BRIEF:
Tally every line of the entries that contains the string "loading", then reply with only that number.

*** RECORDED INFORMATION Section Begins ***

impl RunConfig {
    /// Creates a configuration with default values.
    pub fn new() -> Self {
        Self::default()
    }

    /// Loads a YAML configuration file on top of the defaults.
    ///
    /// # Errors
    ///
    /// Returns `ConfigError` if the file cannot be read or parsed, or holds
    /// an invalid duration.
    pub fn from_file(path: impl AsRef<Path>) -> Result<Self, ConfigError> {
        let content = std::fs::read_to_string(path)?;
        let file: FileConfig = serde_yaml::from_str(&content)?;
        let mut config = Self::default();
        config.apply_file(file)?;
        Ok(config)
    }

    /// Overlays the values present in a parsed configuration file.
    pub fn apply_file(&mut self, file: FileConfig) -> Result<(), ConfigError> {
        if let Some(v) = file.identities {
            self.identities = v;
        }
        if let Some(v) = file.max_workers {
            self.max_workers = v;
        }
        if let Some(v) = file.cohort_slack {
            self.cohort_slack = v;
        }
        if let Some(v) = file.max_retries {
            self.max_retries = v;
        }
        if let Some(v) = file.retry_backoff_base_secs {
            self.retry_backoff_base = secs_to_duration(v, "retry_backoff_base_secs")?;
        }
        if let Some(v) = file.retry_backoff_max_secs {
            self.retry_backoff_max = secs_to_duration(v, "retry_backoff_max_secs")?;
        }
        if let Some(v) = file.poll_interval_secs {
            self.poll_interval = secs_to_duration(v, "poll_interval_secs")?;
        }
        if let Some(v) = file.inter_task_delay_secs {
            self.inter_task_delay = secs_to_duration(v, "inter_task_delay_secs")?;
        }
        if let Some(v) = file.task_timeout_secs {
            self.task_timeout = Some(secs_to_duration(v, "task_timeout_secs")?);
        }
        if let Some(v) = file.requests_per_minute {
            self.requests_per_minute = Some(v);
        }
        if let Some(v) = file.output_path {
            self.output_path = v;
        }
        if let Some(v) = file.summary_path {
            self.summary_path = Some(v);
        }
        if let Some(v) = file.sync_writes {
            self.sync_writes = v;
        }
        if let Some(v) = file.backup_output {
            self.backup_output = v;
        }
        if let Some(v) = file.max_backups {
            self.max_backups = v;
        }
        if let Some(v) = file.progress_interval_secs {
            self.progress_interval = Some(secs_to_duration(v, "progress_interval_secs")?);
        }
        Ok(())
    }

    /// Overlays values from `RELAY_*` environment variables.
    ///
    /// Recognized variables:
    /// - `RELAY_IDENTITIES`: Comma-separated session endpoints
    /// - `RELAY_MAX_WORKERS`: Workers per cohort (default: 1)
    /// - `RELAY_COHORT_SLACK`: Cohort sizing headroom (default: 5)
    /// - `RELAY_MAX_RETRIES`: Retries per task (default: 3)
    /// - `RELAY_RETRY_BACKOFF_SECS`: First retry backoff (default: 1)
    /// - `RELAY_RETRY_BACKOFF_MAX_SECS`: Backoff cap (default: 60)
    /// - `RELAY_POLL_INTERVAL_SECS`: Queue poll timeout (default: 1)
    /// - `RELAY_INTER_TASK_DELAY_SECS`: Pause after each task (default: 1)
    /// - `RELAY_TASK_TIMEOUT_SECS`: Driver call limit (default: none)
    /// - `RELAY_REQUESTS_PER_MINUTE`: Cohort rate limit (default: none)
    /// - `RELAY_OUTPUT`: Result file (default: final_result.json)
    /// - `RELAY_SUMMARY`: Summary file
    /// - `RELAY_SYNC_WRITES`: fsync every append (default: true)
    /// - `RELAY_BACKUP_OUTPUT`: Back up the result file before a run (default: true)
    /// - `RELAY_MAX_BACKUPS`: Backups kept (default: 5)
    /// - `RELAY_PROGRESS_INTERVAL_SECS`: Progress log interval (default: off)
    ///
    /// # Errors
    ///
    /// Returns `ConfigError::InvalidValue` if a variable cannot be parsed.
    pub fn apply_env(&mut self) -> Result<(), ConfigError> {
        self.apply_env_with(|key| std::env::var(key).ok())
    }

    /// Same as [`RunConfig::apply_env`] with a custom variable lookup.
    pub fn apply_env_with<F>(&mut self, lookup: F) -> Result<(), ConfigError>
    where
        F: Fn(&str) -> Option<String>,
    {
        if let Some(val) = lookup("RELAY_IDENTITIES") {
            self.identities = split_list(&val);
        }

        if let Some(val) = lookup("RELAY_MAX_WORKERS") {
            self.max_workers = parse_env_value(&val, "RELAY_MAX_WORKERS")?;
        }

        if let Some(val) = lookup("RELAY_COHORT_SLACK") {
            self.cohort_slack = parse_env_value(&val, "RELAY_COHORT_SLACK")?;
        }

        if let Some(val) = lookup("RELAY_MAX_RETRIES") {
            self.max_retries = parse_env_value(&val, "RELAY_MAX_RETRIES")?;
        }

        if let Some(val) = lookup("RELAY_RETRY_BACKOFF_SECS") {
            self.retry_backoff_base = parse_env_secs(&val, "RELAY_RETRY_BACKOFF_SECS")?;
        }

        if let Some(val) = lookup("RELAY_RETRY_BACKOFF_MAX_SECS") {
            self.retry_backoff_max = parse_env_secs(&val, "RELAY_RETRY_BACKOFF_MAX_SECS")?;
        }

        if let Some(val) = lookup("RELAY_POLL_INTERVAL_SECS") {
            self.poll_interval = parse_env_secs(&val, "RELAY_POLL_INTERVAL_SECS")?;
        }

        if let Some(val) = lookup("RELAY_INTER_TASK_DELAY_SECS") {
            self.inter_task_delay = parse_env_secs(&val, "RELAY_INTER_TASK_DELAY_SECS")?;
        }

        if let Some(val) = lookup("RELAY_TASK_TIMEOUT_SECS") {
            self.task_timeout = Some(parse_env_secs(&val, "RELAY_TASK_TIMEOUT_SECS")?);
        }

        if let Some(val) = lookup("RELAY_REQUESTS_PER_MINUTE") {
            self.requests_per_minute = Some(parse_env_value(&val, "RELAY_REQUESTS_PER_MINUTE")?);
        }

        if let Some(val) = lookup("RELAY_OUTPUT") {
            self.output_path = PathBuf::from(val);
        }

        if let Some(val) = lookup("RELAY_SUMMARY") {
            self.summary_path = Some(PathBuf::from(val));
        }

        if let Some(val) = lookup("RELAY_SYNC_WRITES") {
            self.sync_writes = parse_env_bool(&val, "RELAY_SYNC_WRITES")?;
        }

        if let Some(val) = lookup("RELAY_BACKUP_OUTPUT") {
            self.backup_output = parse_env_bool(&val, "RELAY_BACKUP_OUTPUT")?;
        }

        if let Some(val) = lookup("RELAY_MAX_BACKUPS") {
            self.max_backups = parse_env_value(&val, "RELAY_MAX_BACKUPS")?;
        }

        if let Some(val) = lookup("RELAY_PROGRESS_INTERVAL_SECS") {
            self.progress_interval = Some(parse_env_secs(&val, "RELAY_PROGRESS_INTERVAL_SECS")?);
        }

        Ok(())
    }

    /// Validates the configuration values.
    ///
    /// # Errors
    ///
    /// Returns `ConfigError::ValidationFailed` if any values are invalid.
    pub fn validate(&self) -> Result<(), ConfigError> {
        if self.identities.is_empty() {
            return Err(ConfigError::ValidationFailed(
                "at least one session identity is required".to_string(),
            ));
        }

        if self.identities.iter().any(|i| i.trim().is_empty()) {
            return Err(ConfigError::ValidationFailed(
                "session identities cannot be empty".to_string(),
            ));
        }

        if !(1..=MAX_WORKERS_LIMIT).contains(&self.max_workers) {
            return Err(ConfigError::ValidationFailed(format!(
                "max_workers must be between 1 and {}",
                MAX_WORKERS_LIMIT
            )));
        }

        if self.poll_interval.is_zero() {
            return Err(ConfigError::ValidationFailed(
                "poll_interval must be greater than 0".to_string(),
            ));
        }

        if self.retry_backoff_base > self.retry_backoff_max {
            return Err(ConfigError::ValidationFailed(
                "retry_backoff_base cannot exceed retry_backoff_max".to_string(),
            ));
        }

        if self.task_timeout.is_some_and(|t| t.is_zero()) {
            return Err(ConfigError::ValidationFailed(
                "task_timeout must be greater than 0".to_string(),
            ));
        }

        if self.requests_per_minute == Some(0) {
            return Err(ConfigError::ValidationFailed(
                "requests_per_minute must be greater than 0".to_string(),
            ));
        }

        if self.progress_interval.is_some_and(|t| t.is_zero()) {
            return Err(ConfigError::ValidationFailed(
                "progress_interval must be greater than 0".to_string(),
            ));
        }

        if self.output_path.as_os_str().is_empty() {
            return Err(ConfigError::ValidationFailed(
                "output_path cannot be empty".to_string(),
            ));
        }

        Ok(())
    }

    /// Returns the summary path, defaulting to `run_metrics.json` next to
    /// the output file.
    pub fn resolved_summary_path(&self) -> PathBuf {
        match self.summary_path {
            Some(ref path) => path.clone(),
            None => self.output_path.with_file_name(DEFAULT_SUMMARY_FILE),
        }
    }

    /// Returns the per-worker timing configuration.
    pub fn worker_config(&self) -> WorkerConfig {
        WorkerConfig {
            poll_interval: self.poll_interval,
            retry_backoff_base: self.retry_backoff_base,
            retry_backoff_max: self.retry_backoff_max,
            inter_task_delay: self.inter_task_delay,
            task_timeout: self.task_timeout,
        }
    }

    /// Builder method to set the session identities.
    pub fn with_identities<I, S>(mut self, identities: I) -> Self
    where
        I: IntoIterator<Item = S>,
        S: Into<String>,
    {
        self.identities = identities.into_iter().map(Into::into).collect();
        self
    }

    pub fn with_max_workers(mut self, max: usize) -> Self {
        self.max_workers = max;
        self
    }

    pub fn with_cohort_slack(mut self, slack: usize) -> Self {
        self.cohort_slack = slack;
        self
    }

    pub fn with_max_retries(mut self, retries: u32) -> Self {
        self.max_retries = retries;
        self
    }

    /// Builder method to set the retry backoff base and cap.
    pub fn with_retry_backoff(mut self, base: Duration, max: Duration) -> Self {
        self.retry_backoff_base = base;
        self.retry_backoff_max = max;
        self
    }

    pub fn with_poll_interval(mut self, interval: Duration) -> Self {
        self.poll_interval = interval;
        self
    }

    pub fn with_inter_task_delay(mut self, delay: Duration) -> Self {
        self.inter_task_delay = delay;
        self
    }

    pub fn with_task_timeout(mut self, timeout: Option<Duration>) -> Self {
        self.task_timeout = timeout;
        self
    }

    pub fn with_requests_per_minute(mut self, rpm: Option<u32>) -> Self {
        self.requests_per_minute = rpm;
        self
    }

    pub fn with_output_path(mut self, path: impl Into<PathBuf>) -> Self {
        self.output_path = path.into();
        self
    }

    pub fn with_summary_path(mut self, path: impl Into<PathBuf>) -> Self {
        self.summary_path = Some(path.into());
        self
    }

    pub fn with_sync_writes(mut self, sync: bool) -> Self {
        self.sync_writes = sync;
        self
    }

    /// Builder method to configure output backups.
    pub fn with_backups(mut self, enabled: bool, max_backups: usize) -> Self {
        self.backup_output = enabled;
        self.max_backups = max_backups;
        self
    }

    pub fn with_progress_interval(mut self, interval: Option<Duration>) -> Self {
        self.progress_interval = interval;
        self
    }
}
//! Error types shared across session-relay subsystems.
//!
//! Per-task outcomes (recoverable failure, resource exhaustion) are not
//! errors; they are [`crate::session::TaskOutcome`] variants. The types here
//! cover conditions that cross component boundaries:
//! - Session drivers that can no longer serve a worker
//! - Input loading and validation
//! - Result export
//! - Run-level failures surfaced by the orchestrator

use thiserror::Error;

use crate::pipeline::config::ConfigError;
use crate::storage::results::StoreError;

/// Errors raised by a session driver that make the session unusable.
///
/// Any of these terminates the worker holding the session; the orchestrator
/// does not resurrect the slot within the same generation.
#[derive(Debug, Error)]
pub enum SessionError {
    #[error("Session is unusable: {0}")]
    Fatal(String),

    #[error("Session could not be started: {0}")]
    Unavailable(String),

    #[error("IO error: {0}")]
    Io(#[from] std::io::Error),
}

/// Errors that can occur while loading the task input.
#[derive(Debug, Error)]
pub enum InputError {
    #[error("Failed to read input file '{path}': {source}")]
    Io {
        path: String,
        #[source]
        source: std::io::Error,
    },

    #[error("Failed to parse input JSON: {0}")]
    Json(#[from] serde_json::Error),

    #[error("Input must be a JSON array of {{id, prompt}} records")]
    NotAnArray,

    #[error("Input file '{0}' is empty")]
    Empty(String),
}

/// Errors that can occur while exporting results.
#[derive(Debug, Error)]
pub enum ExportError {
    #[error("Unknown export format '{0}': expected 'csv' or 'markdown'")]
    UnknownFormat(String),

    #[error("Result store error: {0}")]
    Store(#[from] StoreError),

    #[error("CSV error: {0}")]
    Csv(#[from] csv::Error),

    #[error("IO error: {0}")]
    Io(#[from] std::io::Error),
}

/// Run-level failures returned by the orchestrator.
#[derive(Debug, Error)]
pub enum RunError {
    #[error("Configuration error: {0}")]
    Config(#[from] ConfigError),

    #[error("Input error: {0}")]
    Input(#[from] InputError),

    #[error("Result store write failed: {0}")]
    Store(#[from] StoreError),

    #[error("No session identities configured")]
    NoIdentities,
}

*** RECORDED INFORMATION Section Ends ***

FINISHED TASK:
2